____ The input

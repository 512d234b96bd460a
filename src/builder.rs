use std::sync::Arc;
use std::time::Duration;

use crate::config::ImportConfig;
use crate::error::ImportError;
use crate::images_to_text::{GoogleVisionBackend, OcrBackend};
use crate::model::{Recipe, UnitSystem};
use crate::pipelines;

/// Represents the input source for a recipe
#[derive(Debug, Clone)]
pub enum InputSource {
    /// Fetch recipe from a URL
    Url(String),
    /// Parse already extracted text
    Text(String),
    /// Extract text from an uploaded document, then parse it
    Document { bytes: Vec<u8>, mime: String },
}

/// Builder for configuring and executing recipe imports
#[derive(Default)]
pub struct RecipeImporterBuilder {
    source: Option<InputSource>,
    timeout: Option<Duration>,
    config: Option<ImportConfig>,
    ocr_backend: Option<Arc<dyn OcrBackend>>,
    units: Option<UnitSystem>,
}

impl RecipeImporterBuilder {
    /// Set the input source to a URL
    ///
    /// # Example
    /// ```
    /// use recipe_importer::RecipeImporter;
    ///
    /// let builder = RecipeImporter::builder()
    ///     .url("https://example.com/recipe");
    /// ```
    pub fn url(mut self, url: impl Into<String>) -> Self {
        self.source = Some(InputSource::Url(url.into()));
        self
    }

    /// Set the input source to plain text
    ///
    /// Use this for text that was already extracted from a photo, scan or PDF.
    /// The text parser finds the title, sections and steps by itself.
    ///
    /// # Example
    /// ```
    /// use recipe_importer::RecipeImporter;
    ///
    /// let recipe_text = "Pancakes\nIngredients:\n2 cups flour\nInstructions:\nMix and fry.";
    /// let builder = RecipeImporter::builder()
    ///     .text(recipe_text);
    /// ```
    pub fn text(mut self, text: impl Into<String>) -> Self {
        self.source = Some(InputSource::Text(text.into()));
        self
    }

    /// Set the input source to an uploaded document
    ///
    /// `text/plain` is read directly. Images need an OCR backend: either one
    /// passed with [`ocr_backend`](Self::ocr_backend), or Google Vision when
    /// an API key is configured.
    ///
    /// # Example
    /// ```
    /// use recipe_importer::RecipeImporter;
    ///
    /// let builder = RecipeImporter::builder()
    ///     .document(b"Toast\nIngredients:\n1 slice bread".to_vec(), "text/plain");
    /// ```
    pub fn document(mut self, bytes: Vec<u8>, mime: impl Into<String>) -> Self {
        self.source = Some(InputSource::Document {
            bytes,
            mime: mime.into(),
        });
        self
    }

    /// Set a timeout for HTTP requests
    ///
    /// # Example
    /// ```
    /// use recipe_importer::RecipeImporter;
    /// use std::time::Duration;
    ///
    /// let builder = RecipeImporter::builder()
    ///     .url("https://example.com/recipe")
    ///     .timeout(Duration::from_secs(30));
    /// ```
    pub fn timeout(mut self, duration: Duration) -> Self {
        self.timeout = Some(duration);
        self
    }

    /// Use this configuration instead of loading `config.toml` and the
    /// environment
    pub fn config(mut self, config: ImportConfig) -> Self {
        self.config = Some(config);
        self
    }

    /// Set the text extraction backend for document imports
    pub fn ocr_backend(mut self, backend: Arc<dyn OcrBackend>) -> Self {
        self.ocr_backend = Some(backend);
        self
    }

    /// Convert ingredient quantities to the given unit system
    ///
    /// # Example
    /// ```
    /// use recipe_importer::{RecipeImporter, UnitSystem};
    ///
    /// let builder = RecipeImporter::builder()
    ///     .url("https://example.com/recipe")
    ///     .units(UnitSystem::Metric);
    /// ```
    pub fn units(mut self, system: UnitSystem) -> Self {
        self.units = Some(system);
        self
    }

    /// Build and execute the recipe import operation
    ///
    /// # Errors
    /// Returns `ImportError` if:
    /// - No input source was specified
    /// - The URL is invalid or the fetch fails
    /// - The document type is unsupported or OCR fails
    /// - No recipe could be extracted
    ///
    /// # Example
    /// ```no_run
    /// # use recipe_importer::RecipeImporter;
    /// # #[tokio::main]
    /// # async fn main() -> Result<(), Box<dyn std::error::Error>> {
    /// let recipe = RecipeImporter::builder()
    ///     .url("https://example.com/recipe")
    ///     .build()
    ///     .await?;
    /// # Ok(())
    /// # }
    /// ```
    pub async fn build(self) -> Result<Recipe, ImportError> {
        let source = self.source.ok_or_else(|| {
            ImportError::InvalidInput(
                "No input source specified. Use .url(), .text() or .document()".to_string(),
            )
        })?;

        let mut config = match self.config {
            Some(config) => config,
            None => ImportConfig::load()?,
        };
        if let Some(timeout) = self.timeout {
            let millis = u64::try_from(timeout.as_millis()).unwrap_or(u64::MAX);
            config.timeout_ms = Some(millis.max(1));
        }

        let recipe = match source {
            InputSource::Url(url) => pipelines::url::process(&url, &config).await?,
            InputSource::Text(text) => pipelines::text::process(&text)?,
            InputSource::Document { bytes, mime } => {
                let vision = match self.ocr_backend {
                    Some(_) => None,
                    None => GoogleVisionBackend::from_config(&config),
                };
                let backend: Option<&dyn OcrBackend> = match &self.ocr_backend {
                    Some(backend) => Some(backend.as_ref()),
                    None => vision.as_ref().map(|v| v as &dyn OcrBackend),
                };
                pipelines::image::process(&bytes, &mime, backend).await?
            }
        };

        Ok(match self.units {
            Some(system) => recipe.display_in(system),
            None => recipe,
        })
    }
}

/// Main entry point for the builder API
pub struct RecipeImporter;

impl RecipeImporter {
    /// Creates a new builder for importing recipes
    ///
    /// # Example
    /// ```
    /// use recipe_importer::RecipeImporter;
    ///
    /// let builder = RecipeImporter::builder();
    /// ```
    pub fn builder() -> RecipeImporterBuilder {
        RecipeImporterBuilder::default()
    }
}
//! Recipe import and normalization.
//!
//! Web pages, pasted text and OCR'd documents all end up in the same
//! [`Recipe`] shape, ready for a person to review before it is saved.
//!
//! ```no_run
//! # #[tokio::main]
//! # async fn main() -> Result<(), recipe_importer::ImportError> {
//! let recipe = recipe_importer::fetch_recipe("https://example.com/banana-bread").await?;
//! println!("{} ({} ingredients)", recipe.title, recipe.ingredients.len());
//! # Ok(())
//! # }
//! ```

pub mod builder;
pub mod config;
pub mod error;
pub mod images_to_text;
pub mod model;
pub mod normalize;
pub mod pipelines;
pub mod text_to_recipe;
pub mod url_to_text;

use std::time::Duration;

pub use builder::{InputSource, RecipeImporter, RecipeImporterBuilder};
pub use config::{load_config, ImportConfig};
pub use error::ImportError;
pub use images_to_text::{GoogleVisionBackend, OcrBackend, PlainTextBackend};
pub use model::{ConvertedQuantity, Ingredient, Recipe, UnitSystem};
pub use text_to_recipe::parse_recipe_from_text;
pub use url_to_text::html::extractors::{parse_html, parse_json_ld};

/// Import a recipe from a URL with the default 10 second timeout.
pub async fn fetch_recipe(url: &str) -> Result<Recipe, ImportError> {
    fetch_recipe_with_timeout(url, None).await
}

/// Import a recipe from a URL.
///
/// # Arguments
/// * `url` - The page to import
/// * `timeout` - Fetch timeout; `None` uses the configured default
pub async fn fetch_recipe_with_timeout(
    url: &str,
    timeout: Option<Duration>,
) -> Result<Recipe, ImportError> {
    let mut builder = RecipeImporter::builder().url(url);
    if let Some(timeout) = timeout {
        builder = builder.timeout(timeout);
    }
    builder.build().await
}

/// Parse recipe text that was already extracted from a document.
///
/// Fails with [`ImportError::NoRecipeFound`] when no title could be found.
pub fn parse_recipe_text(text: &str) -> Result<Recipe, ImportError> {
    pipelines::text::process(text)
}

________

■ **Task details**
The full listing must be retyped precisely, with no line left out.

■ **The completed task**
repository 512d234b96bd460a
filename src/builder.rs
use std::sync::Arc;
use std::time::Duration;

use crate::config::ImportConfig;
use crate::error::ImportError;
use crate::images_to_text::{GoogleVisionBackend, OcrBackend};
use crate::model::{Recipe, UnitSystem};
use crate::pipelines;

/// Represents the input source for a recipe
#[derive(Debug, Clone)]
pub enum InputSource {
    /// Fetch recipe from a URL
    Url(String),
    /// Parse already extracted text
    Text(String),
    /// Extract text from an uploaded document, then parse it
    Document { bytes: Vec<u8>, mime: String },
}

/// Builder for configuring and executing recipe imports
#[derive(Default)]
pub struct RecipeImporterBuilder {
    source: Option<InputSource>,
    timeout: Option<Duration>,
    config: Option<ImportConfig>,
    ocr_backend: Option<Arc<dyn OcrBackend>>,
    units: Option<UnitSystem>,
}

impl RecipeImporterBuilder {
    /// Set the input source to a URL
    ///
    /// # Example
    /// ```
    /// use recipe_importer::RecipeImporter;
    ///
    /// let builder = RecipeImporter::builder()
    ///     .url("https://example.com/recipe");
    /// ```
    pub fn url(mut self, url: impl Into<String>) -> Self {
        self.source = Some(InputSource::Url(url.into()));
        self
    }

    /// Set the input source to plain text
    ///
    /// Use this for text that was already extracted from a photo, scan or PDF.
    /// The text parser finds the title, sections and steps by itself.
    ///
    /// # Example
    /// ```
    /// use recipe_importer::RecipeImporter;
    ///
    /// let recipe_text = "Pancakes\nIngredients:\n2 cups flour\nInstructions:\nMix and fry.";
    /// let builder = RecipeImporter::builder()
    ///     .text(recipe_text);
    /// ```
    pub fn text(mut self, text: impl Into<String>) -> Self {
        self.source = Some(InputSource::Text(text.into()));
        self
    }

    /// Set the input source to an uploaded document
    ///
    /// `text/plain` is read directly. Images need an OCR backend: either one
    /// passed with [`ocr_backend`](Self::ocr_backend), or Google Vision when
    /// an API key is configured.
    ///
    /// # Example
    /// ```
    /// use recipe_importer::RecipeImporter;
    ///
    /// let builder = RecipeImporter::builder()
    ///     .document(b"Toast\nIngredients:\n1 slice bread".to_vec(), "text/plain");
    /// ```
    pub fn document(mut self, bytes: Vec<u8>, mime: impl Into<String>) -> Self {
        self.source = Some(InputSource::Document {
            bytes,
            mime: mime.into(),
        });
        self
    }

    /// Set a timeout for HTTP requests
    ///
    /// # Example
    /// ```
    /// use recipe_importer::RecipeImporter;
    /// use std::time::Duration;
    ///
    /// let builder = RecipeImporter::builder()
    ///     .url("https://example.com/recipe")
    ///     .timeout(Duration::from_secs(30));
    /// ```
    pub fn timeout(mut self, duration: Duration) -> Self {
        self.timeout = Some(duration);
        self
    }

    /// Use this configuration instead of loading `config.toml` and the
    /// environment
    pub fn config(mut self, config: ImportConfig) -> Self {
        self.config = Some(config);
        self
    }

    /// Set the text extraction backend for document imports
    pub fn ocr_backend(mut self, backend: Arc<dyn OcrBackend>) -> Self {
        self.ocr_backend = Some(backend);
        self
    }

    /// Convert ingredient quantities to the given unit system
    ///
    /// # Example
    /// ```
    /// use recipe_importer::{RecipeImporter, UnitSystem};
    ///
    /// let builder = RecipeImporter::builder()
    ///     .url("https://example.com/recipe")
    ///     .units(UnitSystem::Metric);
    /// ```
    pub fn units(mut self, system: UnitSystem) -> Self {
        self.units = Some(system);
        self
    }

    /// Build and execute the recipe import operation
    ///
    /// # Errors
    /// Returns `ImportError` if:
    /// - No input source was specified
    /// - The URL is invalid or the fetch fails
    /// - The document type is unsupported or OCR fails
    /// - No recipe could be extracted
    ///
    /// # Example
    /// ```no_run
    /// # use recipe_importer::RecipeImporter;
    /// # #[tokio::main]
    /// # async fn main() -> Result<(), Box<dyn std::error::Error>> {
    /// let recipe = RecipeImporter::builder()
    ///     .url("https://example.com/recipe")
    ///     .build()
    ///     .await?;
    /// # Ok(())
    /// # }
    /// ```
    pub async fn build(self) -> Result<Recipe, ImportError> {
        let source = self.source.ok_or_else(|| {
            ImportError::InvalidInput(
                "No input source specified. Use .url(), .text() or .document()".to_string(),
            )
        })?;

        let mut config = match self.config {
            Some(config) => config,
            None => ImportConfig::load()?,
        };
        if let Some(timeout) = self.timeout {
            let millis = u64::try_from(timeout.as_millis()).unwrap_or(u64::MAX);
            config.timeout_ms = Some(millis.max(1));
        }

        let recipe = match source {
            InputSource::Url(url) => pipelines::url::process(&url, &config).await?,
            InputSource::Text(text) => pipelines::text::process(&text)?,
            InputSource::Document { bytes, mime } => {
                let vision = match self.ocr_backend {
                    Some(_) => None,
                    None => GoogleVisionBackend::from_config(&config),
                };
                let backend: Option<&dyn OcrBackend> = match &self.ocr_backend {
                    Some(backend) => Some(backend.as_ref()),
                    None => vision.as_ref().map(|v| v as &dyn OcrBackend),
                };
                pipelines::image::process(&bytes, &mime, backend).await?
            }
        };

        Ok(match self.units {
            Some(system) => recipe.display_in(system),
            None => recipe,
        })
    }
}

/// Main entry point for the builder API
pub struct RecipeImporter;

impl RecipeImporter {
    /// Creates a new builder for importing recipes
    ///
    /// # Example
    /// ```
    /// use recipe_importer::RecipeImporter;
    ///
    /// let builder = RecipeImporter::builder();
    /// ```
    pub fn builder() -> RecipeImporterBuilder {
        RecipeImporterBuilder::default()
    }
}
//! Recipe import and normalization.
//!
//! Web pages, pasted text and OCR'd documents all end up in the same
//! [`Recipe`] shape, ready for a person to review before it is saved.
//!
//! ```no_run
//! # #[tokio::main]
//! # async fn main() -> Result<(), recipe_importer::ImportError> {
//! let recipe = recipe_importer::fetch_recipe("https://example.com/banana-bread").await?;
//! println!("{} ({} ingredients)", recipe.title, recipe.ingredients.len());
//! # Ok(())
//! # }
//! ```

pub mod builder;
pub mod config;
pub mod error;
pub mod images_to_text;
pub mod model;
pub mod normalize;
pub mod pipelines;
pub mod text_to_recipe;
pub mod url_to_text;

use std::time::Duration;

pub use builder::{InputSource, RecipeImporter, RecipeImporterBuilder};
pub use config::{load_config, ImportConfig};
pub use error::ImportError;
pub use images_to_text::{GoogleVisionBackend, OcrBackend, PlainTextBackend};
pub use model::{ConvertedQuantity, Ingredient, Recipe, UnitSystem};
pub use text_to_recipe::parse_recipe_from_text;
pub use url_to_text::html::extractors::{parse_html, parse_json_ld};

/// Import a recipe from a URL with the default 10 second timeout.
pub async fn fetch_recipe(url: &str) -> Result<Recipe, ImportError> {
    fetch_recipe_with_timeout(url, None).await
}

/// Import a recipe from a URL.
///
/// # Arguments
/// * `url` - The page to import
/// * `timeout` - Fetch timeout; `None` uses the configured default
pub async fn fetch_recipe_with_timeout(
    url: &str,
    timeout: Option<Duration>,
) -> Result<Recipe, ImportError> {
    let mut builder = RecipeImporter::builder().url(url);
    if let Some(timeout) = timeout {
        builder = builder.timeout(timeout);
    }
    builder.build().await
}

/// Parse recipe text that was already extracted from a document.
///
/// Fails with [`ImportError::NoRecipeFound`] when no title could be found.
pub fn parse_recipe_text(text: &str) -> Result<Recipe, ImportError> {
    pipelines::text::process(text)
}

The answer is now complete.